The global prevalence of leprosy has decreased considerably from an estimated 600,000 cases in 2001 to approximately 190,000 cases at the start of 2012. This is due in part to a reduction in the treatment length from 24 months to 12 months, resulting in fewer people on treatment (and therefore classified with the disease) at any one time. The number of new cases of leprosy per year (incidence) also fell from approximately 720,000 in 2000 to about 300,000 in 2005. Since then this has stabilised, with an estimated 233,000 new cases reported in 2012. The highest numbers of new cases in 2012 were reported from India, Brazil and Indonesia.

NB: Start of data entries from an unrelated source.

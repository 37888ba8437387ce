// src/api/client.rs
//! Pure HTTP client wrapper for the Notion API.
//!
//! A thin wrapper around reqwest: authentication headers, versioning,
//! and request dispatch. No retries, no rate limiting, no caching —
//! those belong to the caller or the service.

use crate::error::AppError;
use crate::model::{CreatePageRequest, PageResponse};
use crate::types::ApiKey;
use reqwest::{header, Client, Response};
use serde::Serialize;

const NOTION_VERSION: &str = "2022-06-28";
const API_BASE_URL: &str = "https://api.notion.com/v1";

/// A thin wrapper around a reqwest Client for Notion API requests.
#[derive(Clone)]
pub struct NotionHttpClient {
    client: Client,
}

impl NotionHttpClient {
    /// Creates a new HTTP client with Notion API authentication.
    pub fn new(api_key: &ApiKey) -> Result<Self, AppError> {
        let client = Client::builder()
            .default_headers(Self::create_headers(api_key)?)
            .build()?;
        Ok(Self { client })
    }

    /// Creates the default headers for Notion API requests.
    fn create_headers(api_key: &ApiKey) -> Result<header::HeaderMap, AppError> {
        let mut headers = header::HeaderMap::new();

        let auth_header = format!("Bearer {}", api_key.as_str());
        headers.insert(
            header::AUTHORIZATION,
            header::HeaderValue::from_str(&auth_header).map_err(|e| {
                AppError::MissingConfiguration(format!("Invalid API token format: {}", e))
            })?,
        );

        headers.insert(
            "Notion-Version",
            header::HeaderValue::from_static(NOTION_VERSION),
        );

        headers.insert(
            header::CONTENT_TYPE,
            header::HeaderValue::from_static("application/json"),
        );

        Ok(headers)
    }

    /// Makes a POST request with JSON body to the specified endpoint.
    async fn post<T: Serialize>(&self, endpoint: &str, body: &T) -> Result<Response, AppError> {
        let url = format!("{}/{}", API_BASE_URL, endpoint);
        log::debug!("POST {}", url);
        Ok(self.client.post(url).json(body).send().await?)
    }
}

#[async_trait::async_trait]
impl super::NotionWriter for NotionHttpClient {
    async fn create_page(&self, request: &CreatePageRequest) -> Result<PageResponse, AppError> {
        let response = self.post("pages", request).await?;
        let page: PageResponse = super::responses::read_response(response).await?;
        log::info!("Created page {} at {}", page.id.as_str(), page.url);
        Ok(page)
    }
}

#[cfg(test)]
mod tests {
    use super::*;
    use crate::types::ApiKey;

    #[test]
    fn client_builds_with_valid_key() {
        let key = ApiKey::new_unchecked("secret_abcdefghijklmnopqrs");
        assert!(NotionHttpClient::new(&key).is_ok());
    }

    #[test]
    fn header_rejects_control_characters() {
        let key = ApiKey::new_unchecked("secret_bad\nnewline_key");
        let result = NotionHttpClient::new(&key);
        assert!(matches!(
            result,
            Err(AppError::MissingConfiguration(reason)) if reason.contains("token")
        ));
    }
}
impl RichText {
    /// Rich text for plain text content, with an optional inline link.
    pub fn text(content: impl Into<String>, link: Option<Link>) -> Result<Self, ValidationError> {
        let content = content.into();
        let href = link.as_ref().map(|l| l.url.as_str().to_string());
        let text = TextObject::new(content.clone(), link)?;
        Ok(Self {
            content: RichTextContent::Text { text },
            annotations: Annotations::default(),
            plain_text: content,
            href,
        })
    }

    /// Rich text for an inline mention of any of the six documented kinds.
    pub fn mention(mention: Mention) -> Self {
        let plain_text = mention.plain_text();
        let href = match &mention {
            Mention::LinkPreview { link_preview } => {
                Some(link_preview.url.as_str().to_string())
            }
            _ => None,
        };
        Self {
            content: RichTextContent::Mention { mention },
            annotations: Annotations::default(),
            plain_text,
            href,
        }
    }

    /// Rich text for an inline LaTeX equation.
    pub fn equation(expression: impl Into<String>) -> Result<Self, ValidationError> {
        let equation = EquationObject::new(expression)?;
        let plain_text = equation.expression.clone();
        Ok(Self {
            content: RichTextContent::Equation { equation },
            annotations: Annotations::default(),
            plain_text,
            href: None,
        })
    }

    /// Apply styling annotations, keeping everything else.
    pub fn with_annotations(mut self, annotations: Annotations) -> Self {
        self.annotations = annotations;
        self
    }

    /// The discriminant of this rich text object's content.
    pub fn type_name(&self) -> &'static str {
        match &self.content {
            RichTextContent::Text { .. } => "text",
            RichTextContent::Mention { .. } => "mention",
            RichTextContent::Equation { .. } => "equation",
        }
    }
}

The World Health Organization (WHO) target of reducing leprosy to less than one case per 10,000 people globally was met in 2000. Given that leprosy can be clinically diagnosed, there is an effective multi-drug therapy, and the principal source of infection is untreated human cases, it is likely that a further reduction in leprosy burden is achievable.

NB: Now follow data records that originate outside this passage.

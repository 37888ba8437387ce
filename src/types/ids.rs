use super::ValidationError;
use regex::Regex;
use serde::{Deserialize, Serialize};
use std::fmt;
use std::marker::PhantomData;
use uuid::Uuid;

/// Strong typing for IDs with phantom types
#[derive(Debug, Clone, PartialEq, Eq, Hash)]
pub struct Id<T> {
    value: String,
    _phantom: PhantomData<T>,
}

/// Marker types for different ID kinds
#[derive(Debug, Clone, Copy, PartialEq, Eq)]
pub struct PageMarker;

#[derive(Debug, Clone, Copy, PartialEq, Eq)]
pub struct BlockMarker;

#[derive(Debug, Clone, Copy, PartialEq, Eq)]
pub struct DatabaseMarker;

#[derive(Debug, Clone, Copy, PartialEq, Eq)]
pub struct UserMarker;

/// Type aliases for specific ID types
pub type PageId = Id<PageMarker>;
pub type BlockId = Id<BlockMarker>;
pub type DatabaseId = Id<DatabaseMarker>;
pub type UserId = Id<UserMarker>;

impl<T> Id<T> {
    /// Parse various Notion ID formats into a normalized ID
    pub fn parse(input: &str) -> Result<Self, ValidationError> {
        let normalized = normalize_notion_id(input)?;
        Ok(Self {
            value: normalized,
            _phantom: PhantomData,
        })
    }

    /// Create an ID from an already normalized string (internal use)
    pub(crate) fn from_normalized(value: String) -> Self {
        Self {
            value,
            _phantom: PhantomData,
        }
    }

    /// Narrow a general-purpose `NotionId` into a specific ID kind.
    pub fn from_notion_id(id: &NotionId) -> Self {
        Self::from_normalized(id.as_str().to_string())
    }

    /// Get the ID as a string reference
    pub fn as_str(&self) -> &str {
        &self.value
    }

    /// Get the ID with dashes for API calls
    pub fn to_dashed(&self) -> String {
        if self.value.len() == 32 && !self.value.contains('-') {
            format!(
                "{}-{}-{}-{}-{}",
                &self.value[0..8],
                &self.value[8..12],
                &self.value[12..16],
                &self.value[16..20],
                &self.value[20..32]
            )
        } else {
            self.value.clone()
        }
    }
}

impl<T> fmt::Display for Id<T> {
    fn fmt(&self, f: &mut fmt::Formatter<'_>) -> fmt::Result {
        write!(f, "{}", self.value)
    }
}

impl<T> Serialize for Id<T> {
    fn serialize<S>(&self, serializer: S) -> Result<S::Ok, S::Error>
    where
        S: serde::Serializer,
    {
        self.value.serialize(serializer)
    }
}

impl<'de, T> Deserialize<'de> for Id<T> {
    fn deserialize<D>(deserializer: D) -> Result<Self, D::Error>
    where
        D: serde::Deserializer<'de>,
    {
        let value = String::deserialize(deserializer)?;
        Self::parse(&value).map_err(serde::de::Error::custom)
    }
}

/// Normalize various Notion ID formats into a consistent format
fn normalize_notion_id(input: &str) -> Result<String, ValidationError> {
    let input = input.trim();

    // Handle URLs
    if input.starts_with("http://") || input.starts_with("https://") {
        if let Some(id) = extract_id_from_url(input) {
            return normalize_notion_id(id);
        }
        return Err(ValidationError::InvalidId(format!(
            "Could not extract ID from URL: {}",
            input
        )));
    }

    // Remove any dashes and validate
    let normalized = input.replace('-', "");

    // Validate length (Notion IDs are 32 hex characters)
    if normalized.len() != 32 {
        return Err(ValidationError::InvalidId(format!(
            "Invalid ID length: expected 32 characters, got {}",
            normalized.len()
        )));
    }

    // Validate hex characters
    if !normalized.chars().all(|c| c.is_ascii_hexdigit()) {
        return Err(ValidationError::InvalidId(
            "ID must contain only hexadecimal characters".to_string(),
        ));
    }

    Ok(normalized.to_lowercase())
}

/// Extract ID from Notion URL
fn extract_id_from_url(url: &str) -> Option<&str> {
    let url = url.trim_end_matches('/');

    // Format: https://www.notion.so/[workspace]/[title]-[id]
    if let Some(pos) = url.rfind('-') {
        let potential_id = &url[pos + 1..];
        if potential_id.len() == 32 {
            return Some(potential_id);
        }
    }

    // Format: https://www.notion.so/[id]
    if let Some(pos) = url.rfind('/') {
        let potential_id = &url[pos + 1..];
        if potential_id.len() == 32 || (potential_id.len() == 36 && potential_id.contains('-')) {
            return Some(potential_id);
        }
    }

    None
}

/// NotionId - A general-purpose Notion ID that can represent any type of object
#[derive(Debug, Clone, PartialEq, Eq, Hash)]
pub struct NotionId(String); // Store the non-hyphenated version internally

impl NotionId {
    /// Returns the ID as a string
    pub fn as_str(&self) -> &str {
        &self.0
    }

    /// Returns the hyphenated UUID format for API compatibility.
    pub fn to_hyphenated(&self) -> String {
        if self.0.len() == 32 && !self.0.contains('-') {
            format!(
                "{}-{}-{}-{}-{}",
                &self.0[0..8],
                &self.0[8..12],
                &self.0[12..16],
                &self.0[16..20],
                &self.0[20..32]
            )
        } else {
            self.0.clone()
        }
    }

    /// Creates a NotionId from a validated hex string.
    fn from_hex(hex: &str) -> Result<Self, ValidationError> {
        if hex.len() == 32 && hex.chars().all(|c| c.is_ascii_hexdigit()) {
            Ok(NotionId(hex.to_lowercase()))
        } else {
            Err(ValidationError::InvalidId(format!(
                "Invalid Notion ID format: {}",
                hex
            )))
        }
    }

    /// Parses various Notion ID formats.
    pub fn parse(input: &str) -> Result<Self, ValidationError> {
        let cleaned = input.trim().trim_end_matches('/');

        // 1. UUID format with dashes
        if let Ok(uuid) = Uuid::parse_str(cleaned) {
            return Ok(NotionId(uuid.as_simple().to_string()));
        }

        // 2. Direct 32-char hex ID
        if cleaned.len() == 32 && cleaned.chars().all(|c| c.is_ascii_hexdigit()) {
            return Self::from_hex(cleaned);
        }

        // 3. Extract from URLs
        if cleaned.contains("notion") {
            return Self::extract_from_url(cleaned);
        }

        Err(ValidationError::InvalidId(format!(
            "Could not parse Notion ID from: {}",
            input
        )))
    }

    /// Extracts ID from Notion URLs.
    fn extract_from_url(url: &str) -> Result<Self, ValidationError> {
        lazy_static::lazy_static! {
            static ref ID_REGEX: Regex = Regex::new(
                r"(?:[/-])([a-fA-F0-9]{32}|[a-fA-F0-9]{8}-[a-fA-F0-9]{4}-[a-fA-F0-9]{4}-[a-fA-F0-9]{4}-[a-fA-F0-9]{12})(?:[/?#]|$)"
            ).expect("Failed to compile Notion ID regex - this is a bug in the code");
        }

        if let Some(captures) = ID_REGEX.captures(url) {
            if let Some(id_match) = captures.get(1) {
                let id = id_match.as_str().replace('-', "");
                return Self::from_hex(&id);
            }
        }

        Err(ValidationError::InvalidId(format!(
            "No valid ID found in URL: {}",
            url
        )))
    }
}

impl fmt::Display for NotionId {
    fn fmt(&self, f: &mut fmt::Formatter<'_>) -> fmt::Result {
        write!(f, "{}", self.0)
    }
}

impl Serialize for NotionId {
    fn serialize<S>(&self, serializer: S) -> Result<S::Ok, S::Error>
    where
        S: serde::Serializer,
    {
        self.0.serialize(serializer)
    }
}

impl<'de> Deserialize<'de> for NotionId {
    fn deserialize<D>(deserializer: D) -> Result<Self, D::Error>
    where
        D: serde::Deserializer<'de>,
    {
        let s = String::deserialize(deserializer)?;
        NotionId::parse(&s).map_err(serde::de::Error::custom)
    }
}

impl From<&DatabaseId> for NotionId {
    fn from(id: &DatabaseId) -> Self {
        NotionId(id.as_str().to_string())
    }
}

impl From<&PageId> for NotionId {
    fn from(id: &PageId) -> Self {
        NotionId(id.as_str().to_string())
    }
}

#[cfg(test)]
mod tests {
    use super::*;

    #[test]
    fn test_id_parsing() {
        // Test direct ID
        let id = DatabaseId::parse("54ab647b7e4949d4972d4d5ede8b48ce").unwrap();
        assert_eq!(id.as_str(), "54ab647b7e4949d4972d4d5ede8b48ce");

        // Test dashed ID
        let id = DatabaseId::parse("54ab647b-7e49-49d4-972d-4d5ede8b48ce").unwrap();
        assert_eq!(id.as_str(), "54ab647b7e4949d4972d4d5ede8b48ce");

        // Test URL
        let id =
            DatabaseId::parse("https://www.notion.so/Sources-54ab647b7e4949d4972d4d5ede8b48ce")
                .unwrap();
        assert_eq!(id.as_str(), "54ab647b7e4949d4972d4d5ede8b48ce");
    }

    #[test]
    fn test_invalid_ids() {
        assert!(DatabaseId::parse("too-short").is_err());
        assert!(DatabaseId::parse("not-hex-chars-00000000000000000").is_err());
        assert!(DatabaseId::parse("").is_err());
    }

    #[test]
    fn test_to_dashed() {
        let id = PageId::parse("550e8400e29b41d4a716446655440000").unwrap();
        assert_eq!(id.to_dashed(), "550e8400-e29b-41d4-a716-446655440000");
    }

    #[test]
    fn test_notion_id_from_url() {
        let id = NotionId::parse("https://www.notion.so/Test-Page-550e8400e29b41d4a716446655440000")
            .unwrap();
        assert_eq!(id.as_str(), "550e8400e29b41d4a716446655440000");
        assert_eq!(id.to_hyphenated(), "550e8400-e29b-41d4-a716-446655440000");
    }

    #[test]
    fn test_narrowing() {
        let general = NotionId::parse("550e8400e29b41d4a716446655440000").unwrap();
        let database = DatabaseId::from_notion_id(&general);
        assert_eq!(database.as_str(), general.as_str());
    }
}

Further information on the global epidemiology of leprosy is available from the World Health Organization [external link].
Leprosy became a notifiable disease in England and Wales in 1951 and a register of all cases was maintained, initially by the Ministry of Health and subsequently by the Department of Health and Social Security. In 1982, the national communicable disease surveillance centre in London, now part of Public Health England, as of 1 April 2013, has co-ordinated national surveillance of leprosy for the Department of Health.

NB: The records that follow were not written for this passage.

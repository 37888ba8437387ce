// src/api/responses.rs
//! Response envelope handling: success bodies deserialize into typed
//! values, error bodies into the Notion error envelope.

use crate::constants::ERROR_BODY_PREVIEW_LENGTH;
use crate::error::{AppError, NotionErrorCode};
use serde::de::DeserializeOwned;
use serde::{Deserialize, Serialize};

/// The error envelope the Notion API returns alongside non-2xx statuses.
#[derive(Debug, Clone, Serialize, Deserialize)]
pub struct NotionErrorBody {
    /// Always "error".
    pub object: String,
    pub status: u16,
    pub code: String,
    pub message: String,
    #[serde(default)]
    pub request_id: Option<String>,
}

/// A body that is either the expected value or the error envelope.
#[derive(Debug, Clone, Serialize, Deserialize)]
#[serde(untagged)]
pub enum ApiResponse<T> {
    Error(NotionErrorBody),
    Success(T),
}

impl<T> ApiResponse<T> {
    /// Extract the success value or surface the service error.
    pub fn into_result(self, status: reqwest::StatusCode) -> Result<T, AppError> {
        match self {
            ApiResponse::Success(value) => Ok(value),
            ApiResponse::Error(body) => Err(AppError::NotionService {
                code: NotionErrorCode::from_api_response(&body.code),
                message: body.message,
                status,
            }),
        }
    }
}

/// Read a reqwest response into a typed value, mapping error statuses
/// onto the service's own classification.
pub(crate) async fn read_response<T: DeserializeOwned>(
    response: reqwest::Response,
) -> Result<T, AppError> {
    let status = response.status();
    let body = response.text().await?;

    if status.is_success() {
        return serde_json::from_str(&body).map_err(AppError::from);
    }

    match serde_json::from_str::<NotionErrorBody>(&body) {
        Ok(envelope) => Err(AppError::NotionService {
            code: NotionErrorCode::from_api_response(&envelope.code),
            message: envelope.message,
            status,
        }),
        // Unparseable error body: fall back to the HTTP status and a
        // bounded preview of whatever came back.
        Err(_) => Err(AppError::NotionService {
            code: NotionErrorCode::from_http_status(status.as_u16()),
            message: preview(&body),
            status,
        }),
    }
}

fn preview(body: &str) -> String {
    if body.chars().count() <= ERROR_BODY_PREVIEW_LENGTH {
        body.to_string()
    } else {
        let truncated: String = body.chars().take(ERROR_BODY_PREVIEW_LENGTH).collect();
        format!("{}…", truncated)
    }
}

#[cfg(test)]
mod tests {
    use super::*;

    #[test]
    fn error_envelope_parses() {
        let body = r#"{
            "object": "error",
            "status": 400,
            "code": "validation_error",
            "message": "body failed validation",
            "request_id": "req_1"
        }"#;
        let envelope: NotionErrorBody = serde_json::from_str(body).unwrap();
        assert_eq!(envelope.code, "validation_error");
        assert_eq!(
            NotionErrorCode::from_api_response(&envelope.code),
            NotionErrorCode::ValidationFailed
        );
    }

    #[test]
    fn api_response_prefers_error_envelope() {
        let parsed: ApiResponse<serde_json::Value> = serde_json::from_str(
            r#"{"object": "error", "status": 429, "code": "rate_limited", "message": "slow down"}"#,
        )
        .unwrap();
        assert!(matches!(parsed, ApiResponse::Error(_)));

        let result = parsed.into_result(reqwest::StatusCode::TOO_MANY_REQUESTS);
        assert!(matches!(
            result,
            Err(AppError::NotionService {
                code: NotionErrorCode::RateLimited,
                ..
            })
        ));
    }

    #[test]
    fn body_preview_is_bounded() {
        let long = "x".repeat(ERROR_BODY_PREVIEW_LENGTH * 2);
        let shown = preview(&long);
        assert_eq!(shown.chars().count(), ERROR_BODY_PREVIEW_LENGTH + 1);
        assert!(shown.ends_with('…'));
    }
}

Since 1951, a total of 1533 cases have been reported and the incidence has fallen from 373 cases notified in 1951-1960 to 129 cases in 2001-2010 (Figure). Between 1981 and 2010, 42.4% (127/299) of cases with known clinical features were diagnosed with lepromatous or borderline lepromatous leprosy. For cases with a recorded sex at notification, 64.5% (200/310) were male, and 62.7% (173/276) of those with a known age were aged 15-44, reflecting the reported higher risk of leprosy in men after puberty (6).
Since 1981, 59.9% (142/237) of cases with a recorded country of birth were born in South Asia, with the most common countries of India (81) and Pakistan (26). Since 1951, there have been no cases of confirmed transmission or acquisition in the UK.